(Data shown Opens)

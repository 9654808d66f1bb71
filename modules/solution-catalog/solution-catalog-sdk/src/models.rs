//! Public models for the `solution-catalog` module.
//!
//! These are transport-agnostic data structures that define the contract
//! between the `solution-catalog` module and its consumers.

use std::collections::BTreeMap;

use chrono::{DateTime, Utc};

/// The role a component plays inside a module.
#[derive(Debug, Clone, Copy, PartialEq, Eq, Hash)]
pub enum ComponentType {
    Backend,
    Frontend,
    ApiGateway,
    Setup,
}

impl ComponentType {
    /// Returns the canonical string form of the component type.
    #[must_use]
    pub const fn as_str(self) -> &'static str {
        match self {
            Self::Backend => "Backend",
            Self::Frontend => "Frontend",
            Self::ApiGateway => "ApiGateway",
            Self::Setup => "Setup",
        }
    }
}

/// A deployable unit shipped by a module.
#[derive(Debug, Clone, PartialEq, Eq)]
pub struct ModuleComponent {
    /// Identifier, unique within the owning module.
    pub id: String,
    pub name: String,
    pub component_type: ComponentType,
    pub description: String,
    pub version: Option<String>,
}

/// A dependency of a module on another module at a given version.
#[derive(Debug, Clone, PartialEq, Eq)]
pub struct ModuleDependency {
    pub module_id: String,
    pub name: String,
    pub version: String,
}

impl ModuleDependency {
    #[must_use]
    pub fn new(
        module_id: impl Into<String>,
        name: impl Into<String>,
        version: impl Into<String>,
    ) -> Self {
        Self {
            module_id: module_id.into(),
            name: name.into(),
            version: version.into(),
        }
    }
}

/// Optional descriptive links attached to a module.
#[derive(Debug, Clone, Default, PartialEq, Eq)]
pub struct ModuleAttributes {
    pub documentation: Option<String>,
    pub website: Option<String>,
    pub license: Option<String>,
    /// Source repository URL; used to resolve the module README.
    pub source_repository: Option<String>,
    /// Package registry name to package URL (e.g. `"docker" -> "https://hub.docker.com/..."`).
    pub package_registries: BTreeMap<String, String>,
}

/// A catalog entry describing an installable module.
#[derive(Debug, Clone, PartialEq, Eq)]
pub struct Module {
    /// Identifier, unique within the catalog.
    pub id: String,
    pub name: String,
    pub description: String,
    /// Organization maintaining the module.
    pub maintainer: String,
    pub tags: Vec<String>,
    /// Semantic version string of the latest release.
    pub version: String,
    pub last_updated: DateTime<Utc>,
    pub install_command: String,
    pub dependencies: Vec<ModuleDependency>,
    pub attributes: ModuleAttributes,
    pub components: Vec<ModuleComponent>,
}

impl Module {
    /// Returns the source repository URL, if the module declares a non-empty one.
    #[must_use]
    pub fn source_repository(&self) -> Option<&str> {
        self.attributes
            .source_repository
            .as_deref()
            .filter(|url| !url.trim().is_empty())
    }
}

/// Deployment status of an environment or of a module inside an environment.
#[derive(Debug, Clone, Copy, Default, PartialEq, Eq, Hash)]
pub enum EnvironmentStatus {
    Running,
    #[default]
    Stopped,
    Error,
}

impl EnvironmentStatus {
    #[must_use]
    pub const fn as_str(self) -> &'static str {
        match self {
            Self::Running => "running",
            Self::Stopped => "stopped",
            Self::Error => "error",
        }
    }
}

/// A module-version pair in a solution's manifest.
#[derive(Debug, Clone, PartialEq, Eq)]
pub struct SolutionModule {
    pub module_id: String,
    pub version: String,
}

impl SolutionModule {
    #[must_use]
    pub fn new(module_id: impl Into<String>, version: impl Into<String>) -> Self {
        Self {
            module_id: module_id.into(),
            version: version.into(),
        }
    }
}

/// A module installed into an environment, with its own status.
#[derive(Debug, Clone, PartialEq, Eq)]
pub struct EnvironmentModule {
    pub module_id: String,
    pub version: String,
    pub status: EnvironmentStatus,
}

impl EnvironmentModule {
    #[must_use]
    pub fn new(
        module_id: impl Into<String>,
        version: impl Into<String>,
        status: EnvironmentStatus,
    ) -> Self {
        Self {
            module_id: module_id.into(),
            version: version.into(),
            status,
        }
    }
}

/// A deployment target within a solution.
#[derive(Debug, Clone, PartialEq, Eq)]
pub struct Environment {
    /// Identifier, unique within the owning solution.
    pub id: String,
    pub name: String,
    /// Deployment-target label (e.g. a Kubernetes namespace).
    pub namespace: String,
    pub status: EnvironmentStatus,
    pub last_deployed: DateTime<Utc>,
    pub modules: Vec<EnvironmentModule>,
}

impl Environment {
    /// Returns `true` if a module with the given identifier is installed.
    #[must_use]
    pub fn has_module(&self, module_id: &str) -> bool {
        self.modules.iter().any(|m| m.module_id == module_id)
    }

    /// Returns `true` if this environment accepts module installs.
    ///
    /// See [`is_development_environment`].
    #[must_use]
    pub fn is_development(&self) -> bool {
        is_development_environment(&self.name, &self.namespace)
    }
}

/// A customer deployment built from catalog modules.
#[derive(Debug, Clone, PartialEq, Eq)]
pub struct Solution {
    pub id: String,
    pub name: String,
    pub description: String,
    /// Customer organization owning the solution.
    pub organization: String,
    pub created_at: DateTime<Utc>,
    pub updated_at: DateTime<Utc>,
    /// Module-version manifest: the modules the solution is meant to run.
    pub modules: Vec<SolutionModule>,
    pub environments: Vec<Environment>,
}

impl Solution {
    /// Returns the environment with the given identifier.
    #[must_use]
    pub fn environment(&self, environment_id: &str) -> Option<&Environment> {
        self.environments.iter().find(|e| e.id == environment_id)
    }

    /// Returns `true` if the manifest lists the given module.
    #[must_use]
    pub fn has_module(&self, module_id: &str) -> bool {
        self.modules.iter().any(|m| m.module_id == module_id)
    }
}

/// Input for creating a new environment.
#[derive(Debug, Clone, PartialEq, Eq)]
pub struct NewEnvironment {
    pub name: String,
    pub namespace: String,
}

impl NewEnvironment {
    #[must_use]
    pub fn new(name: impl Into<String>, namespace: impl Into<String>) -> Self {
        Self {
            name: name.into(),
            namespace: namespace.into(),
        }
    }
}

/// Classifies an environment as a development environment.
///
/// An environment qualifies when its name or its namespace contains `"dev"`,
/// compared case-insensitively. Each field is checked on its own. `"development"`
/// is covered by the same substring.
#[must_use]
pub fn is_development_environment(name: &str, namespace: &str) -> bool {
    const MARKER: &str = "dev";
    name.to_lowercase().contains(MARKER) || namespace.to_lowercase().contains(MARKER)
}
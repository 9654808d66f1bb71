//! Repository traits for catalog and solution storage.

use solution_catalog_sdk::{Module, Solution};

use super::error::DomainError;

/// Read-only storage for catalog modules.
pub trait ModuleRepository: Send + Sync {
    /// Returns every module in declaration order.
    fn list(&self) -> Vec<Module>;

    /// Returns the module with the given identifier.
    fn get(&self, module_id: &str) -> Option<Module>;
}

/// Mutation applied to a single solution inside a repository transaction.
pub type SolutionMutation<'a> = &'a mut dyn FnMut(&mut Solution) -> Result<(), DomainError>;

/// Storage for solutions and their environments.
///
/// Implementations own every record and hand out copies, so callers can only
/// change state through [`SolutionRepository::update`].
pub trait SolutionRepository: Send + Sync {
    /// Returns every solution in declaration order.
    fn list(&self) -> Vec<Solution>;

    /// Returns the solution with the given identifier.
    fn get(&self, solution_id: &str) -> Option<Solution>;

    /// Applies `mutation` to the solution atomically and returns its new state.
    ///
    /// Concurrent updates are serialized. Readers observe either the state
    /// before the mutation or after it. If `mutation` fails the stored
    /// solution is left untouched.
    ///
    /// # Errors
    ///
    /// Returns `SolutionNotFound` if the solution doesn't exist, or the error
    /// produced by `mutation`.
    fn update(
        &self,
        solution_id: &str,
        mutation: SolutionMutation<'_>,
    ) -> Result<Solution, DomainError>;
}
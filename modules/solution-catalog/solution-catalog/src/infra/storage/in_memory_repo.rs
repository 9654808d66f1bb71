//! In-memory repositories for modules and solutions.

use std::collections::{HashMap, HashSet};

use parking_lot::RwLock;
use solution_catalog_sdk::{Module, Solution};

use crate::domain::error::DomainError;
use crate::domain::repo::{ModuleRepository, SolutionMutation, SolutionRepository};

/// Immutable module catalog indexed by identifier.
///
/// The catalog never changes after construction, so it is shared without a
/// lock.
pub struct InMemoryModuleRepository {
    modules: Vec<Module>,
    index: HashMap<String, usize>,
}

impl InMemoryModuleRepository {
    /// Builds the catalog from `modules`, keeping their order.
    ///
    /// # Errors
    ///
    /// Returns `Validation` on a duplicate module identifier or on a duplicate
    /// component identifier within one module.
    pub fn new(modules: Vec<Module>) -> Result<Self, DomainError> {
        let mut index = HashMap::with_capacity(modules.len());
        for (pos, module) in modules.iter().enumerate() {
            if index.insert(module.id.clone(), pos).is_some() {
                return Err(DomainError::validation(format!(
                    "duplicate module id: {}",
                    module.id
                )));
            }

            let mut components = HashSet::new();
            for component in &module.components {
                if !components.insert(component.id.as_str()) {
                    return Err(DomainError::validation(format!(
                        "duplicate component id {} in module {}",
                        component.id, module.id
                    )));
                }
            }
        }

        Ok(Self { modules, index })
    }
}

impl ModuleRepository for InMemoryModuleRepository {
    fn list(&self) -> Vec<Module> {
        self.modules.clone()
    }

    fn get(&self, module_id: &str) -> Option<Module> {
        self.index
            .get(module_id)
            .and_then(|&pos| self.modules.get(pos))
            .cloned()
    }
}

/// Solution registry guarded by a single `RwLock`.
///
/// Solutions are never added or removed after construction, so the
/// identifier index lives outside the lock. Mutations run on a copy that
/// replaces the stored solution only when the whole mutation succeeds.
pub struct InMemorySolutionRepository {
    solutions: RwLock<Vec<Solution>>,
    index: HashMap<String, usize>,
}

impl InMemorySolutionRepository {
    /// Builds the registry from `solutions`, keeping their order.
    ///
    /// # Errors
    ///
    /// Returns `Validation` on a duplicate solution identifier or on a
    /// duplicate environment identifier within one solution.
    pub fn new(solutions: Vec<Solution>) -> Result<Self, DomainError> {
        let mut index = HashMap::with_capacity(solutions.len());
        for (pos, solution) in solutions.iter().enumerate() {
            if index.insert(solution.id.clone(), pos).is_some() {
                return Err(DomainError::validation(format!(
                    "duplicate solution id: {}",
                    solution.id
                )));
            }

            let mut environments = HashSet::new();
            for environment in &solution.environments {
                if !environments.insert(environment.id.as_str()) {
                    return Err(DomainError::validation(format!(
                        "duplicate environment id {} in solution {}",
                        environment.id, solution.id
                    )));
                }
            }
        }

        Ok(Self {
            solutions: RwLock::new(solutions),
            index,
        })
    }
}

impl SolutionRepository for InMemorySolutionRepository {
    fn list(&self) -> Vec<Solution> {
        self.solutions.read().clone()
    }

    fn get(&self, solution_id: &str) -> Option<Solution> {
        let pos = *self.index.get(solution_id)?;
        self.solutions.read().get(pos).cloned()
    }

    fn update(
        &self,
        solution_id: &str,
        mutation: SolutionMutation<'_>,
    ) -> Result<Solution, DomainError> {
        let pos = *self
            .index
            .get(solution_id)
            .ok_or_else(|| DomainError::solution_not_found(solution_id))?;

        let mut solutions = self.solutions.write();
        let stored = solutions
            .get_mut(pos)
            .ok_or_else(|| DomainError::solution_not_found(solution_id))?;

        let mut draft = stored.clone();
        mutation(&mut draft)?;
        stored.clone_from(&draft);
        Ok(draft)
    }
}

#[cfg(test)]
mod tests {
    use super::*;
    use chrono::{DateTime, Utc};
    use solution_catalog_sdk::{
        ComponentType, Environment, EnvironmentStatus, ModuleAttributes, ModuleComponent,
    };
    use std::sync::Arc;
    use std::thread;

    fn module(id: &str, component_ids: &[&str]) -> Module {
        Module {
            id: id.to_owned(),
            name: id.to_uppercase(),
            description: String::new(),
            maintainer: "Acme".to_owned(),
            tags: vec![],
            version: "1.0.0".to_owned(),
            last_updated: DateTime::<Utc>::UNIX_EPOCH,
            install_command: String::new(),
            dependencies: vec![],
            attributes: ModuleAttributes::default(),
            components: component_ids
                .iter()
                .map(|c| ModuleComponent {
                    id: (*c).to_owned(),
                    name: (*c).to_owned(),
                    component_type: ComponentType::Backend,
                    description: String::new(),
                    version: None,
                })
                .collect(),
        }
    }

    fn environment(id: &str) -> Environment {
        Environment {
            id: id.to_owned(),
            name: id.to_owned(),
            namespace: id.to_owned(),
            status: EnvironmentStatus::Running,
            last_deployed: DateTime::<Utc>::UNIX_EPOCH,
            modules: vec![],
        }
    }

    fn solution(id: &str, env_ids: &[&str]) -> Solution {
        Solution {
            id: id.to_owned(),
            name: id.to_owned(),
            description: String::new(),
            organization: "Acme".to_owned(),
            created_at: DateTime::<Utc>::UNIX_EPOCH,
            updated_at: DateTime::<Utc>::UNIX_EPOCH,
            modules: vec![],
            environments: env_ids.iter().map(|e| environment(e)).collect(),
        }
    }

    #[test]
    fn test_module_catalog_lookup() {
        let repo =
            InMemoryModuleRepository::new(vec![module("b", &["api"]), module("a", &[])]).unwrap();

        let ids: Vec<String> = repo.list().into_iter().map(|m| m.id).collect();
        assert_eq!(ids, vec!["b", "a"]);
        assert_eq!(repo.get("a").unwrap().name, "A");
        assert!(repo.get("c").is_none());
    }

    #[test]
    fn test_module_catalog_rejects_duplicates() {
        let result = InMemoryModuleRepository::new(vec![module("a", &[]), module("a", &[])]);
        assert!(matches!(result, Err(DomainError::Validation(_))));

        let result = InMemoryModuleRepository::new(vec![module("a", &["api", "api"])]);
        assert!(matches!(result, Err(DomainError::Validation(_))));

        // Component ids only need to be unique within their module.
        assert!(
            InMemoryModuleRepository::new(vec![module("a", &["api"]), module("b", &["api"])])
                .is_ok()
        );
    }

    #[test]
    fn test_solution_registry_rejects_duplicates() {
        let result = InMemorySolutionRepository::new(vec![solution("s", &[]), solution("s", &[])]);
        assert!(matches!(result, Err(DomainError::Validation(_))));

        let result = InMemorySolutionRepository::new(vec![solution("s", &["dev", "dev"])]);
        assert!(matches!(result, Err(DomainError::Validation(_))));

        assert!(
            InMemorySolutionRepository::new(vec![solution("s", &["dev"]), solution("t", &["dev"])])
                .is_ok()
        );
    }

    #[test]
    fn test_get_returns_a_copy() {
        let repo = InMemorySolutionRepository::new(vec![solution("s", &["dev"])]).unwrap();

        let mut copy = repo.get("s").unwrap();
        copy.environments.clear();

        assert_eq!(repo.get("s").unwrap().environments.len(), 1);
    }

    #[test]
    fn test_update_applies_mutation() {
        let repo = InMemorySolutionRepository::new(vec![solution("s", &["dev"])]).unwrap();

        let updated = repo
            .update("s", &mut |s: &mut Solution| {
                s.environments.push(environment("qa"));
                Ok(())
            })
            .unwrap();

        assert_eq!(updated.environments.len(), 2);
        assert_eq!(repo.get("s").unwrap(), updated);
    }

    #[test]
    fn test_failed_update_leaves_solution_unchanged() {
        let repo = InMemorySolutionRepository::new(vec![solution("s", &["dev"])]).unwrap();
        let before = repo.get("s").unwrap();

        let result = repo.update("s", &mut |s: &mut Solution| {
            s.environments.clear();
            s.name = "changed".to_owned();
            Err(DomainError::validation("rejected"))
        });

        assert!(matches!(result, Err(DomainError::Validation(_))));
        assert_eq!(repo.get("s").unwrap(), before);
    }

    #[test]
    fn test_update_unknown_solution() {
        let repo = InMemorySolutionRepository::new(vec![solution("s", &[])]).unwrap();
        let result = repo.update("t", &mut |_: &mut Solution| Ok(()));
        assert!(matches!(result, Err(DomainError::SolutionNotFound(_))));
    }

    #[test]
    fn test_concurrent_updates_are_serialized() {
        let repo = Arc::new(InMemorySolutionRepository::new(vec![solution("s", &[])]).unwrap());

        let handles: Vec<_> = (0..8)
            .map(|i| {
                let repo = Arc::clone(&repo);
                thread::spawn(move || {
                    for j in 0..25 {
                        repo.update("s", &mut |s: &mut Solution| {
                            s.environments.push(environment(&format!("env-{i}-{j}")));
                            Ok(())
                        })
                        .unwrap();
                    }
                })
            })
            .collect();
        for handle in handles {
            handle.join().unwrap();
        }

        assert_eq!(repo.get("s").unwrap().environments.len(), 200);
    }
}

(Data shown Closes)

#### [The task]
Search the records above for "given". Copy each line where it is found.

#### [Output for this task]
/// A dependency of a module on another module at a given version.
    /// Returns `true` if a module with the given identifier is installed.
    /// Returns the environment with the given identifier.
    /// Returns `true` if the manifest lists the given module.
    /// Returns the module with the given identifier.
    /// Returns the solution with the given identifier.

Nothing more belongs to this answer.